Hazrat Mir ha 38 anni, ma ne dimostra molti di più. Fa il contadino, come la maggior parte degli afgani. Vive nel villaggio di Hakimabad, tra Jalalabad e il confine pachistano, nella provincia di Nangarhar. E’ in fila davanti al piccolo ospedale distrettuale, un ambulatorio con venti brande. “La pelle delle mie braccia, delle mie gambe, della mia schiena, di tutto il mio corpo brucia. E’ un dolore insopportabile. Mi è venuto quando ho toccato quella robaccia che hanno spruzzato con l’aereo sul mio campo”.
Kamiuna, un’altra contadina del villaggio, fa spuntare da sotto il burqa celeste le sue dita ossute e arrossate per mostrarle al dottore. “Guardi le mie mani: hanno cominciato a bruciarmi da quando ho raccolto gli spinaci nel mio orto, dopo che quell’aereo bianco è passato a spruzzare quella sostanza”.
“Guardate qui!

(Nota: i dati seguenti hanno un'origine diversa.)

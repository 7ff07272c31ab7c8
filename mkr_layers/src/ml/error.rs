use thiserror::Error;

/// Precondition violations raised by layers. Surfaced through `anyhow::Error`, so callers can
/// recover the variant with `downcast_ref::<LayerError>()`.
#[derive(Debug, Clone, PartialEq, Eq, Error)]
pub enum LayerError {
    #[error("shape mismatch in {context}: expected length {expected}, got {actual}")]
    ShapeMismatch {
        context: &'static str,
        expected: usize,
        actual: usize,
    },

    #[error("batch size mismatch in {context}: expected {expected} examples, got {actual}")]
    BatchSizeMismatch {
        context: &'static str,
        expected: usize,
        actual: usize,
    },

    #[error("{context} requires a preceding forward pass")]
    MissingForward { context: &'static str },

    #[error("{context} received an empty batch")]
    EmptyBatch { context: &'static str },

    #[error("invalid token at position {position}: {value} is not an index below {vocab_size}")]
    InvalidToken {
        position: usize,
        value: String,
        vocab_size: usize,
    },
}
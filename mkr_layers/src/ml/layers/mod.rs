use anyhow::Result;

use super::{Batch, LayerValues, NodeValue};

pub mod embedding;
pub mod fully_connected;
pub mod lstm;

pub use embedding::Embedding;
pub use fully_connected::FullyConnected;
pub use lstm::Lstm;

/// Receives `(is_weight, gradient, index)` for every stored gradient slot and returns the value
/// to keep. `is_weight` is `true` for slots backing an entry of [`Updatable::weights`] and `false`
/// for auxiliary (bias) slots; `index` is the slot's position within its own vector.
pub type GradientCombinator<'a> = &'a dyn Fn(bool, NodeValue, usize) -> NodeValue;

/// Maps `(current_weight, gradient)` to the next weight.
pub type UpdateRule<'a> = &'a dyn Fn(NodeValue, NodeValue) -> NodeValue;

pub trait Layer {
    fn forward(
        &mut self,
        inputs: &Batch<LayerValues>,
        is_training: bool,
    ) -> Result<Batch<LayerValues>>;

    /// Consumes output gradients for the last forward batch and returns input gradients.
    fn backward(&mut self, deltas: &Batch<LayerValues>) -> Result<Batch<LayerValues>>;
}

pub trait Updatable: Layer {
    fn weights(&self) -> &[NodeValue];

    fn weights_mut(&mut self) -> &mut [NodeValue];

    /// Trained parameters kept outside [`Updatable::weights`], such as biases.
    fn aux(&self) -> &[NodeValue] {
        &[]
    }

    fn aux_mut(&mut self) -> &mut [NodeValue] {
        &mut []
    }

    /// Per-example gradient length. Exceeds `weights().len()` when the layer tracks auxiliary
    /// parameters that are not part of its weight vector.
    fn gradient_len(&self) -> usize;

    /// Per-example gradients accumulated by the last backward pass, laid out as the weight
    /// gradients followed by any auxiliary gradients. Empty before the first backward pass.
    fn gradients(&self) -> Result<Batch<LayerValues>>;

    fn set_gradients(&mut self, combinator: GradientCombinator<'_>);

    /// Averages `gradients` over the batch and applies `rule` once to every parameter.
    fn update(&mut self, gradients: &Batch<LayerValues>, rule: UpdateRule<'_>) -> Result<()>;
}

pub trait Statable {
    fn state(&self) -> Option<&Batch<LayerValues>>;

    fn set_state(&mut self, state: Option<Batch<LayerValues>>) -> Result<()>;
}

/// Per-example gradients held by a leaf layer between backward and update.
#[derive(Debug, Clone, Default)]
pub(crate) struct GradientBuffer {
    weights_len: usize,
    aux_len: usize,
    batch: Option<Batch<LayerValues>>,
}

impl GradientBuffer {
    pub fn new(weights_len: usize, aux_len: usize) -> Self {
        Self {
            weights_len,
            aux_len,
            batch: None,
        }
    }

    pub fn len(&self) -> usize {
        self.weights_len + self.aux_len
    }

    pub fn store(&mut self, gradients: Batch<LayerValues>, context: &'static str) -> Result<()> {
        gradients.assert_example_lengths(self.len(), context)?;
        self.batch = Some(gradients);
        Ok(())
    }

    pub fn snapshot(&self) -> Batch<LayerValues> {
        self.batch.clone().unwrap_or_default()
    }

    pub fn combine(&mut self, combinator: GradientCombinator<'_>) {
        let weights_len = self.weights_len;
        let Some(batch) = self.batch.as_mut() else {
            return;
        };

        let examples = std::mem::take(batch).into_inner();
        *batch = examples
            .into_iter()
            .map(|example| {
                example
                    .iter()
                    .enumerate()
                    .map(|(slot, &gradient)| match slot < weights_len {
                        true => combinator(true, gradient, slot),
                        false => combinator(false, gradient, slot - weights_len),
                    })
                    .collect::<LayerValues>()
            })
            .collect();
    }
}

/// Applies `rule` to weights then auxiliary parameters using the batch-mean gradient.
pub(crate) fn apply_update(
    weights: &mut [NodeValue],
    aux: &mut [NodeValue],
    gradients: &Batch<LayerValues>,
    rule: UpdateRule<'_>,
    context: &'static str,
) -> Result<()> {
    let mean = gradients.mean(weights.len() + aux.len(), context)?;
    let (weight_gradients, aux_gradients) = mean.split_at(weights.len());

    for (w, g) in weights.iter_mut().zip(weight_gradients) {
        *w = rule(*w, *g);
    }
    for (b, g) in aux.iter_mut().zip(aux_gradients) {
        *b = rule(*b, *g);
    }
    Ok(())
}

#[cfg(test)]
mod tests {
    use super::*;

    #[test]
    fn gradient_buffer_tags_weight_and_aux_slots() {
        let mut buffer = GradientBuffer::new(2, 1);
        let batch: Batch<LayerValues> = vec![LayerValues::new(vec![1.0, 2.0, 3.0])].into();
        buffer.store(batch, "test").unwrap();

        buffer.combine(&|is_weight, gradient, index| match is_weight {
            true => gradient * 10.0 + index as NodeValue,
            false => -gradient - index as NodeValue,
        });

        let combined = buffer.snapshot();
        assert_eq!(combined[0], LayerValues::new(vec![10.0, 21.0, -3.0]));
    }

    #[test]
    fn gradient_buffer_is_empty_before_backward() {
        let buffer = GradientBuffer::new(4, 2);

        assert_eq!(buffer.len(), 6);
        assert!(buffer.snapshot().is_empty());
    }

    #[test]
    fn apply_update_uses_batch_mean() {
        let mut weights = vec![1.0, 1.0];
        let mut bias = vec![0.0];
        let gradients: Batch<LayerValues> = vec![
            LayerValues::new(vec![1.0, 2.0, 4.0]),
            LayerValues::new(vec![3.0, 2.0, 0.0]),
        ]
        .into();

        apply_update(&mut weights, &mut bias, &gradients, &|w, g| w - g, "test").unwrap();

        assert_eq!(weights, vec![-1.0, -1.0]);
        assert_eq!(bias, vec![-2.0]);
    }
}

Guardate come hanno ridotto le mie verdure!”, urla con rabbia Abdul Qadir in mezzo al suo campicello indicando una distesa di foglie appassite. “Hanno distrutto le mie cipolle, i miei spinaci, il mio grano e tutto quello che avevo coltivato”. La sfortuna del signor Qadir è che il suo appezzamento confina con una piantagione di papaveri da oppio, anch’essi uccisi dai diserbanti.
“Era un grosso aereo bianco, che volava bassissimo e lento”, racconta un suo amico del villaggio, Zarawar Khan. “Lasciava sui campi una scia bianca, sembrava neve molto fina. E appiccicosa. Dove quella roba è caduta, è morto tutto, senza distinzione tra papaveri e altre coltivazioni. Hanno distrutto tutti i nostri raccolti! Io ho votato Karzai alle elezioni: aveva promesso di ricostruire la nostra economia, non di distruggerla!”.

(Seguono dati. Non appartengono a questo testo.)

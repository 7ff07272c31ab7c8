use serde::{Deserialize, Serialize};

use crate::ml::{NodeValue, RngStrategy, RNG};

/// Seeds a freshly allocated parameter vector.
#[derive(Clone, Debug, PartialEq, Serialize, Deserialize)]
pub enum Initializer {
    Zero,
    /// Normal samples with standard deviation `scale / sqrt(fan_in)`.
    LeCunNormal { scale: NodeValue },
    Kaiming,
    FullRandom,
}

impl Default for Initializer {
    fn default() -> Self {
        Self::lecun_normal()
    }
}

impl Initializer {
    pub fn lecun_normal() -> Self {
        Self::LeCunNormal { scale: 1.0 }
    }

    pub fn apply<'a>(
        &self,
        values: impl Iterator<Item = &'a mut NodeValue>,
        fan_in: usize,
        rng: &RngStrategy,
    ) {
        use Initializer::*;

        let fan_in = fan_in.max(1) as NodeValue;
        match self {
            Zero => {
                for value in values {
                    *value = 0.0;
                }
            }
            LeCunNormal { scale } => {
                let sigma = fan_in.powf(-0.5) * scale;
                for value in values {
                    *value = rng.rand_normal(0.0, sigma);
                }
            }
            Kaiming => {
                let scale_factor = fan_in.powf(-0.5) * 5.0 / 3.0;
                for value in values {
                    *value = rng.rand_normal(0.0, 1.0) * scale_factor;
                }
            }
            FullRandom => {
                for value in values {
                    *value = (rng.rand() * 2.0) - 1.0;
                }
            }
        }
    }
}

#[cfg(test)]
mod tests {
    use super::*;

    #[test]
    fn zero_initializer_clears_values() {
        let mut values = vec![1.0; 8];
        Initializer::Zero.apply(values.iter_mut(), 4, &RngStrategy::testable(1));

        assert!(values.iter().all(|&x| x == 0.0));
    }

    #[test]
    fn lecun_normal_scales_with_fan_in() {
        let rng = RngStrategy::testable(1234);
        let mut narrow = vec![0.0; 4000];
        let mut wide = vec![0.0; 4000];

        Initializer::lecun_normal().apply(narrow.iter_mut(), 1, &rng);
        Initializer::lecun_normal().apply(wide.iter_mut(), 100, &rng);

        let spread = |values: &[NodeValue]| {
            (values.iter().map(|x| x * x).sum::<NodeValue>() / values.len() as NodeValue).sqrt()
        };
        let (narrow, wide) = (spread(&narrow), spread(&wide));

        assert!((narrow - 1.0).abs() < 0.1, "narrow spread = {narrow}");
        assert!((wide - 0.1).abs() < 0.01, "wide spread = {wide}");
    }

    #[test]
    fn kaiming_applies_tanh_gain() {
        let rng = RngStrategy::testable(99);
        let mut values = vec![0.0; 4000];

        Initializer::Kaiming.apply(values.iter_mut(), 25, &rng);

        let spread =
            (values.iter().map(|x| x * x).sum::<NodeValue>() / values.len() as NodeValue).sqrt();
        let expected = 5.0 / 3.0 / 5.0;
        assert!((spread - expected).abs() < 0.02, "spread = {spread}");
    }

    #[test]
    fn full_random_stays_in_unit_range() {
        let mut values = vec![0.0; 1000];
        Initializer::FullRandom.apply(values.iter_mut(), 4, &RngStrategy::testable(3));

        assert!(values.iter().all(|x| (-1.0..1.0).contains(x)));
    }
}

Fumigazioni a tappeto. “Da due settimane è una processione continua di pazienti”, spiega il dottor Rafi Safi. “Decine e decine di contadini vengono ogni giorno lamentando bruciori alla pelle, agli occhi, problemi respiratori. Vengono dal distretto di Khogyani, ma anche da quelli di Shinwar e Achin. Tutti danno la colpa ai diserbanti irrorati sui campi di queste zone”.
Zone coltivate principalmente a papavero da oppio, e per questo prese di mira dal nuovo programma antidroga avviato dal governo dopo le elezioni di ottobre. Un programma che ufficialmente dovrebbe attuarsi solo con lo sradicamento meccanico delle piantagioni di papavero, cioè con squadre di operai che distruggono i raccolti a bastonate e poi bruciano tutto. L’uso di pesticidi chimici, soprattutto lanciati dal cielo, era stato escluso perché ritenuto molto pericoloso per la salute dei contadini e dannoso per le altre, fondamentali, colture di sussistenza.
Ma evidentemente qualcuno a cambiato idea.
I Comandi militari Usa hanno negato di avere a che fare con queste operazioni di fumigazione e di non saperne nulla. Ma il governatore della provincia di Nangarhar dubita di questa versione. “Che queste irrorazioni aeree siano avvenute è un fatto”, dice Din Mohammad, “com’è un fatto che lo spazio aereo afgano sia sotto esclusivo controllo delle forze Usa”.
Questo anno il raccolto di oppio ha polverizzato ogni record storico raggiunto in epoca talebana. Secondo gli ultimi dati diffusi dall’Onu, nel 2004 131mila ettari di piantagioni (un record anche questo) hanno prodotto 4.200 tonnellate di oppio, cioè il 64 per cento in più del 2003: il più grosso raccolto della storia afgana.
Un business incredibile per i boss locali che ancora controllano questo paese, trasformatosi ormai in un narco-stato che dalla droga trae i due terzi del suo Pil nazionale.
Una piaga per i giovani d’Europa e Stati Uniti: rispettivamente il 90 e il 70 per cento dell’eroina che si iniettano in vena viene dall’Afghanistan.
Una manna per i quasi 2 milioni e mezzo di contadini afgani che grazie all’oppio guadagnano dieci volte tanto quello che renderebbe il grano o un’altra coltivazione.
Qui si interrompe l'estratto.